Chapter 9 Encapsulated neural transplants

Abstract

In the study of Hefti, 1994, it was suggested that neurotrophic factors may be able to slow down disease progression by reactivating the degenerating cell's synthetic machinery that produces proteins that are essential for cell maintenance and survival. There are a number of methods that can achieve localized delivery.. In the mid-1970s, William Chick proposed the idea of implanting encapsulated pancreatic islet cells as a possible cure to insulin-dependent diabetes (Chick et al., 1975). In this method, semipermeable membranes are used to separate the implanted cells from the host.

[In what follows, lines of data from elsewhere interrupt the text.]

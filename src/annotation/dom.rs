// src/annotation/dom.rs
use super::{
    embed_text, AnnotationError, AnnotationSurface, MarkSpec, SelectionSnapshot, EMBED_CLASS,
    FLATTENED_ATTR, MARK_CLASS,
};
use wasm_bindgen::{JsCast, JsValue};
use web_sys::{Document, DocumentFragment, Element, Range, Selection};

/// Annotation surface backed by the live results panel.
pub struct DomSurface {
    panel: Element,
    document: Document,
}

impl DomSurface {
    pub fn new(panel: Element) -> Option<Self> {
        let document = panel.owner_document()?;
        Some(Self { panel, document })
    }

    pub fn panel(&self) -> &Element {
        &self.panel
    }

    fn selection() -> Option<Selection> {
        web_sys::window()?.get_selection().ok().flatten()
    }

    fn marks(&self) -> Vec<Element> {
        let list = match self.panel.query_selector_all(&format!(".{}", MARK_CLASS)) {
            Ok(list) => list,
            Err(e) => {
                log::warn!("Could not query annotation marks: {:?}", e);
                return Vec::new();
            }
        };
        (0..list.length())
            .filter_map(|i| list.item(i))
            .filter_map(|node| node.dyn_into::<Element>().ok())
            .collect()
    }
}

fn js_err(context: &str, e: JsValue) -> AnnotationError {
    AnnotationError::Mutation(format!("{}: {:?}", context, e))
}

impl AnnotationSurface for DomSurface {
    type Range = Range;
    type Position = Range;
    type Fragment = DocumentFragment;
    type Node = Element;

    fn current_selection(&self) -> Option<SelectionSnapshot<Range>> {
        let selection = Self::selection()?;
        if selection.range_count() == 0 {
            return None;
        }
        let range = selection.get_range_at(0).ok()?.clone_range();
        let inside_panel = self.panel.contains(selection.anchor_node().as_ref())
            && self.panel.contains(selection.focus_node().as_ref());
        Some(SelectionSnapshot {
            range,
            collapsed: selection.is_collapsed(),
            inside_panel,
        })
    }

    fn remove_and_capture(
        &mut self,
        range: &Range,
    ) -> Result<(DocumentFragment, Range), AnnotationError> {
        let fragment = range
            .extract_contents()
            .map_err(|e| AnnotationError::InvalidRange(format!("{:?}", e)))?;
        // After extraction the range is collapsed where the content was.
        Ok((fragment, range.clone()))
    }

    fn insert_fragment_wrapped(
        &mut self,
        at: Range,
        fragment: DocumentFragment,
        mark: &MarkSpec,
    ) -> Result<Element, AnnotationError> {
        let span = self
            .document
            .create_element(&mark.tag)
            .map_err(|e| js_err("create mark", e))?;
        span.set_class_name(&mark.class);
        span.set_attribute("title", &mark.comment)
            .map_err(|e| js_err("set title", e))?;
        span.set_attribute("style", "cursor: help;")
            .map_err(|e| js_err("set style", e))?;
        span.append_child(&fragment)
            .map_err(|e| js_err("append fragment", e))?;
        at.insert_node(&span)
            .map_err(|e| js_err("insert mark", e))?;
        Ok(span)
    }

    fn overlaps_mark(&self, range: &Range) -> bool {
        self.marks()
            .iter()
            .any(|mark| range.intersects_node(mark).unwrap_or(false))
    }

    fn clear_selection(&mut self) {
        if let Some(selection) = Self::selection() {
            if let Err(e) = selection.remove_all_ranges() {
                log::warn!("Could not clear selection: {:?}", e);
            }
        }
    }

    fn flatten_marks(&mut self) -> Result<usize, AnnotationError> {
        let mut count = 0;
        for mark in self.marks() {
            if mark.has_attribute(FLATTENED_ATTR) {
                continue;
            }
            let comment = match mark.get_attribute("title") {
                Some(c) if !c.is_empty() => c,
                _ => continue,
            };
            let Some(parent) = mark.parent_node() else {
                continue;
            };
            let inline = self
                .document
                .create_element("mark")
                .map_err(|e| js_err("create note", e))?;
            inline.set_class_name(EMBED_CLASS);
            inline.set_text_content(Some(&embed_text(&comment)));
            parent
                .insert_before(&inline, mark.next_sibling().as_ref())
                .map_err(|e| js_err("insert note", e))?;
            mark.set_attribute(FLATTENED_ATTR, "true")
                .map_err(|e| js_err("flag mark", e))?;
            count += 1;
        }
        Ok(count)
    }
}
// src/annotation/controller.rs
use super::placement::{place_popup, Placement, Point, Size, Viewport};
use super::{AnnotationError, AnnotationSurface, MarkSpec};

/// At most one range is ever pending.
#[derive(Debug)]
pub enum PopupState<R> {
    Idle,
    PopupOpen { range: R, placement: Placement },
}

/// Where a mouse-down landed, relative to the popup and the results panel.
#[derive(Debug, Clone, Copy, PartialEq)]
pub enum PointerTarget {
    Popup,
    Panel,
    Elsewhere,
}

#[derive(Debug, Clone, Copy, PartialEq)]
pub enum MouseDownAction {
    Ignore,
    Dismissed,
    /// Look at the selection again once the browser has updated it.
    RecheckDeferred,
}

#[derive(Debug)]
pub enum ConfirmOutcome<N> {
    Applied(N),
    /// No pending range or an empty comment.
    Discarded,
    RejectedOverlap,
    Failed(AnnotationError),
}

pub struct AnnotationController<S: AnnotationSurface> {
    surface: S,
    state: PopupState<S::Range>,
}

impl<S: AnnotationSurface> AnnotationController<S> {
    pub fn new(surface: S) -> Self {
        Self {
            surface,
            state: PopupState::Idle,
        }
    }

    pub fn surface(&self) -> &S {
        &self.surface
    }

    pub fn surface_mut(&mut self) -> &mut S {
        &mut self.surface
    }

    #[cfg(test)]
    pub fn state(&self) -> &PopupState<S::Range> {
        &self.state
    }

    pub fn is_open(&self) -> bool {
        matches!(self.state, PopupState::PopupOpen { .. })
    }

    pub fn placement(&self) -> Option<Placement> {
        match &self.state {
            PopupState::PopupOpen { placement, .. } => Some(*placement),
            PopupState::Idle => None,
        }
    }

    /// Capture the selection and open the popup at a position computed from
    /// the already-measured popup size. Returns the placement when it opened.
    pub fn on_mouse_up(&mut self, cursor: Point, popup: Size, viewport: Viewport) -> Option<Placement> {
        let snapshot = self.surface.current_selection()?;
        if snapshot.collapsed || !snapshot.inside_panel {
            return None;
        }
        let placement = place_popup(cursor, popup, viewport);
        self.state = PopupState::PopupOpen {
            range: snapshot.range,
            placement,
        };
        Some(placement)
    }

    /// Wrap the pending range in a mark carrying `comment`. Every path ends
    /// in `Idle`.
    pub fn confirm(&mut self, comment: &str) -> ConfirmOutcome<S::Node> {
        let range = match std::mem::replace(&mut self.state, PopupState::Idle) {
            PopupState::PopupOpen { range, .. } => range,
            PopupState::Idle => return ConfirmOutcome::Discarded,
        };
        let comment = comment.trim();
        if comment.is_empty() {
            return ConfirmOutcome::Discarded;
        }

        if self.surface.overlaps_mark(&range) {
            log::warn!("Selection overlaps an existing annotation; not applied");
            self.surface.clear_selection();
            return ConfirmOutcome::RejectedOverlap;
        }

        let result = self.wrap(&range, comment);
        self.surface.clear_selection();
        match result {
            Ok(node) => ConfirmOutcome::Applied(node),
            Err(e) => {
                log::error!("Error applying annotation: {}", e);
                ConfirmOutcome::Failed(e)
            }
        }
    }

    pub fn dismiss(&mut self) {
        self.state = PopupState::Idle;
    }

    pub fn on_mouse_down(&mut self, target: PointerTarget) -> MouseDownAction {
        if !self.is_open() {
            return MouseDownAction::Ignore;
        }
        match target {
            PointerTarget::Popup => MouseDownAction::Ignore,
            PointerTarget::Elsewhere => {
                self.dismiss();
                MouseDownAction::Dismissed
            }
            PointerTarget::Panel => MouseDownAction::RecheckDeferred,
        }
    }

    /// Follow-up to `RecheckDeferred`: a collapsed or missing selection
    /// closes the popup. Returns true if it did.
    pub fn recheck_selection(&mut self) -> bool {
        if !self.is_open() {
            return false;
        }
        let collapsed = self
            .surface
            .current_selection()
            .map(|s| s.collapsed)
            .unwrap_or(true);
        if collapsed {
            self.dismiss();
        }
        collapsed
    }

    fn wrap(&mut self, range: &S::Range, comment: &str) -> Result<S::Node, AnnotationError> {
        let (fragment, at) = self.surface.remove_and_capture(range)?;
        self.surface
            .insert_fragment_wrapped(at, fragment, &MarkSpec::for_comment(comment))
    }
}
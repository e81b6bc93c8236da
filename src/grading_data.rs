// src/grading_data.rs
use serde::{Deserialize, Deserializer, Serialize};
use serde_json::Value;
use std::collections::BTreeMap;

#[derive(Debug, Clone, Copy, PartialEq, Eq, Hash, PartialOrd, Ord, Serialize, Deserialize)]
#[serde(rename_all = "lowercase")]
pub enum Criterion {
    Grammar,
    Vocabulary,
    Coherence,
    Spelling,
    Structure,
}

impl Criterion {
    pub const ALL: [Criterion; 5] = [
        Criterion::Grammar,
        Criterion::Vocabulary,
        Criterion::Coherence,
        Criterion::Spelling,
        Criterion::Structure,
    ];

    pub fn key(&self) -> &'static str {
        match self {
            Criterion::Grammar => "grammar",
            Criterion::Vocabulary => "vocabulary",
            Criterion::Coherence => "coherence",
            Criterion::Spelling => "spelling",
            Criterion::Structure => "structure",
        }
    }

    pub fn label(&self) -> &'static str {
        match self {
            Criterion::Grammar => "Grammar",
            Criterion::Vocabulary => "Vocabulary",
            Criterion::Coherence => "Coherence",
            Criterion::Spelling => "Spelling",
            Criterion::Structure => "Structure",
        }
    }

    pub fn from_key(key: &str) -> Option<Criterion> {
        Criterion::ALL.into_iter().find(|c| c.key() == key)
    }

    /// Form field carrying this criterion's weight.
    pub fn weight_field(&self) -> String {
        format!("weight_{}", self.key())
    }
}

/// Built-in rubric templates offered in the rubric dropdown.
#[derive(Debug, Clone, Copy, PartialEq)]
pub struct RubricPreset {
    pub name: &'static str,
    pub weights: &'static [(Criterion, u32)],
}

pub static RUBRIC_PRESETS: [RubricPreset; 3] = [
    RubricPreset {
        name: "AP",
        weights: &[
            (Criterion::Grammar, 25),
            (Criterion::Vocabulary, 25),
            (Criterion::Coherence, 25),
            (Criterion::Structure, 25),
        ],
    },
    RubricPreset {
        name: "IELTS",
        weights: &[
            (Criterion::Grammar, 30),
            (Criterion::Vocabulary, 25),
            (Criterion::Coherence, 25),
            (Criterion::Spelling, 20),
        ],
    },
    RubricPreset {
        name: "TOEFL",
        weights: &[
            (Criterion::Grammar, 35),
            (Criterion::Vocabulary, 30),
            (Criterion::Coherence, 35),
        ],
    },
];

impl RubricPreset {
    pub fn find(name: &str) -> Option<&'static RubricPreset> {
        RUBRIC_PRESETS.iter().find(|p| p.name == name)
    }
}

pub const DEFAULT_OLLAMA_URL: &str = "http://localhost:11434";

pub const TONES: [&str; 4] = ["formal", "encouraging", "detailed", "concise"];
pub const STRICTNESS_LEVELS: [&str; 3] = ["lenient", "balanced", "strict"];
pub const GRADE_LEVELS: [&str; 8] = [
    "Elementary",
    "Middle School",
    "9th Grade",
    "10th Grade",
    "11th Grade",
    "12th Grade",
    "College Freshman",
    "College Sophomore",
];

/// Everything the grading form lets the user configure. Serialized field
/// names follow the stored preset format.
#[derive(Debug, Clone, PartialEq, Serialize, Deserialize)]
#[serde(rename_all = "camelCase")]
pub struct GradingSettings {
    #[serde(default)]
    pub ollama_url: String,
    #[serde(default)]
    pub ollama_model: String,
    #[serde(default = "default_tone")]
    pub tone: String,
    #[serde(default = "default_strictness")]
    pub strictness: String,
    #[serde(default)]
    pub rubric_preset: String,
    #[serde(default)]
    pub grade_level: String,
    #[serde(default, deserialize_with = "known_criteria")]
    pub criteria: Vec<Criterion>,
    #[serde(rename = "weight_grammar", default, deserialize_with = "lenient_weight")]
    pub weight_grammar: u32,
    #[serde(rename = "weight_vocabulary", default, deserialize_with = "lenient_weight")]
    pub weight_vocabulary: u32,
    #[serde(rename = "weight_coherence", default, deserialize_with = "lenient_weight")]
    pub weight_coherence: u32,
    #[serde(rename = "weight_spelling", default, deserialize_with = "lenient_weight")]
    pub weight_spelling: u32,
    #[serde(rename = "weight_structure", default, deserialize_with = "lenient_weight")]
    pub weight_structure: u32,
    #[serde(default)]
    pub instructions: String,
}

fn default_tone() -> String {
    "formal".to_string()
}

fn default_strictness() -> String {
    "balanced".to_string()
}

/// Older presets stored weights as the raw input strings.
fn lenient_weight<'de, D>(deserializer: D) -> Result<u32, D::Error>
where
    D: Deserializer<'de>,
{
    #[derive(Deserialize)]
    #[serde(untagged)]
    enum Weight {
        Num(u32),
        Text(String),
        Null(()),
    }
    Ok(match Weight::deserialize(deserializer)? {
        Weight::Num(n) => n,
        Weight::Text(s) => s.trim().parse().unwrap_or(0),
        Weight::Null(()) => 0,
    })
}

/// Criteria this build doesn't know are dropped instead of failing the
/// whole preset.
fn known_criteria<'de, D>(deserializer: D) -> Result<Vec<Criterion>, D::Error>
where
    D: Deserializer<'de>,
{
    let Value::Array(items) = Value::deserialize(deserializer)? else {
        return Ok(Vec::new());
    };
    let mut criteria = Vec::new();
    for item in items {
        match item.as_str().and_then(Criterion::from_key) {
            Some(c) if !criteria.contains(&c) => criteria.push(c),
            Some(_) => {}
            None => log::warn!("Ignoring unknown criterion {}", item),
        }
    }
    Ok(criteria)
}

impl Default for GradingSettings {
    fn default() -> Self {
        Self {
            ollama_url: DEFAULT_OLLAMA_URL.to_string(),
            ollama_model: String::new(),
            tone: default_tone(),
            strictness: default_strictness(),
            rubric_preset: String::new(),
            grade_level: GRADE_LEVELS[0].to_string(),
            criteria: vec![
                Criterion::Grammar,
                Criterion::Vocabulary,
                Criterion::Coherence,
                Criterion::Spelling,
            ],
            weight_grammar: 25,
            weight_vocabulary: 25,
            weight_coherence: 25,
            weight_spelling: 25,
            weight_structure: 0,
            instructions: String::new(),
        }
    }
}

impl GradingSettings {
    pub fn weight(&self, criterion: Criterion) -> u32 {
        match criterion {
            Criterion::Grammar => self.weight_grammar,
            Criterion::Vocabulary => self.weight_vocabulary,
            Criterion::Coherence => self.weight_coherence,
            Criterion::Spelling => self.weight_spelling,
            Criterion::Structure => self.weight_structure,
        }
    }

    pub fn set_weight(&mut self, criterion: Criterion, value: u32) {
        match criterion {
            Criterion::Grammar => self.weight_grammar = value,
            Criterion::Vocabulary => self.weight_vocabulary = value,
            Criterion::Coherence => self.weight_coherence = value,
            Criterion::Spelling => self.weight_spelling = value,
            Criterion::Structure => self.weight_structure = value,
        }
    }

    pub fn is_checked(&self, criterion: Criterion) -> bool {
        self.criteria.contains(&criterion)
    }

    pub fn set_checked(&mut self, criterion: Criterion, checked: bool) {
        self.criteria.retain(|c| *c != criterion);
        if checked {
            self.criteria.push(criterion);
            self.criteria.sort();
        }
    }

    /// Sum of the weights of checked criteria; hidden weights don't count.
    pub fn weight_total(&self) -> u32 {
        self.criteria.iter().map(|c| self.weight(*c)).sum()
    }

    pub fn weights_balanced(&self) -> bool {
        self.weight_total() == 100
    }

    /// Apply a built-in rubric: check exactly its criteria, take its weights
    /// and zero the rest. An unknown or empty name clears everything.
    pub fn apply_rubric(&mut self, name: &str) {
        self.rubric_preset = name.to_string();
        self.criteria.clear();
        for c in Criterion::ALL {
            self.set_weight(c, 0);
        }
        match RubricPreset::find(name) {
            Some(preset) => {
                for (criterion, weight) in preset.weights {
                    self.set_checked(*criterion, true);
                    self.set_weight(*criterion, *weight);
                }
            }
            None => {
                if !name.is_empty() {
                    log::warn!("Unknown rubric preset: {}", name);
                }
            }
        }
    }

    /// Criteria as the backend expects them, e.g. "grammar, vocabulary".
    pub fn criteria_field(&self) -> String {
        self.criteria
            .iter()
            .map(|c| c.key())
            .collect::<Vec<_>>()
            .join(", ")
    }
}

/// What the analyze endpoint returns. Null or blank fields fall back to the
/// same placeholders as missing ones.
#[derive(Debug, Clone, PartialEq, Serialize, Deserialize)]
pub struct AnalysisResult {
    #[serde(default, deserialize_with = "text_or_empty")]
    pub original: String,
    #[serde(default, deserialize_with = "text_or_empty")]
    pub annotated: String,
    #[serde(default = "not_available", deserialize_with = "text_or_not_available")]
    pub grade: String,
    #[serde(default, deserialize_with = "lenient_scores")]
    pub detailed_scores: BTreeMap<String, String>,
    #[serde(default = "not_provided", deserialize_with = "text_or_not_provided")]
    pub strengths: String,
    #[serde(default = "not_provided", deserialize_with = "text_or_not_provided")]
    pub weaknesses: String,
    #[serde(default = "not_provided", deserialize_with = "text_or_not_provided")]
    pub suggestions: String,
    #[serde(default)]
    pub error: Option<String>,
}

fn not_available() -> String {
    "N/A".to_string()
}

fn not_provided() -> String {
    "Not provided".to_string()
}

/// A JSON scalar as display text; `None` for null, blank strings and
/// anything that isn't a scalar.
fn scalar_text(value: Value) -> Option<String> {
    match value {
        Value::String(s) if !s.trim().is_empty() => Some(s),
        Value::Number(n) => Some(n.to_string()),
        Value::Bool(b) => Some(b.to_string()),
        _ => None,
    }
}

fn text_or_empty<'de, D>(deserializer: D) -> Result<String, D::Error>
where
    D: Deserializer<'de>,
{
    Ok(scalar_text(Value::deserialize(deserializer)?).unwrap_or_default())
}

fn text_or_not_available<'de, D>(deserializer: D) -> Result<String, D::Error>
where
    D: Deserializer<'de>,
{
    Ok(scalar_text(Value::deserialize(deserializer)?).unwrap_or_else(not_available))
}

fn text_or_not_provided<'de, D>(deserializer: D) -> Result<String, D::Error>
where
    D: Deserializer<'de>,
{
    Ok(scalar_text(Value::deserialize(deserializer)?).unwrap_or_else(not_provided))
}

/// Scores may come back as numbers, strings or null.
fn lenient_scores<'de, D>(deserializer: D) -> Result<BTreeMap<String, String>, D::Error>
where
    D: Deserializer<'de>,
{
    let Value::Object(map) = Value::deserialize(deserializer)? else {
        return Ok(BTreeMap::new());
    };
    Ok(map
        .into_iter()
        .filter_map(|(criterion, score)| scalar_text(score).map(|s| (criterion, s)))
        .collect())
}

These membranes form a barrier between the implanted cells and the host environment that effectively immunoisolates the implanted cells. Polymer encapsulation represents a useful technique that may enhance the feasibility of ex vivo gene therapy in the central nervous system (CNS). The chapter states that three clinical trials involving non-human implants have already been initiated. In all of these trials, no limiting adverse host reaction has been seen to any of the implants. These are the first trials involving both the use of xenogeneic cells in the absence of immunosuppression, as well as genetically engineered cells for the treatment of neurological diseases. By shielding the transplanted cells from the host immune system, polymer encapsulation makes almost all cells, no matter what the source is, possible candidates for implantation. Polymer encapsulation also represents a useful technique to screen the effect of chronic, secreted, and biotherapeutic molecule administration in various animal models of neurological diseases.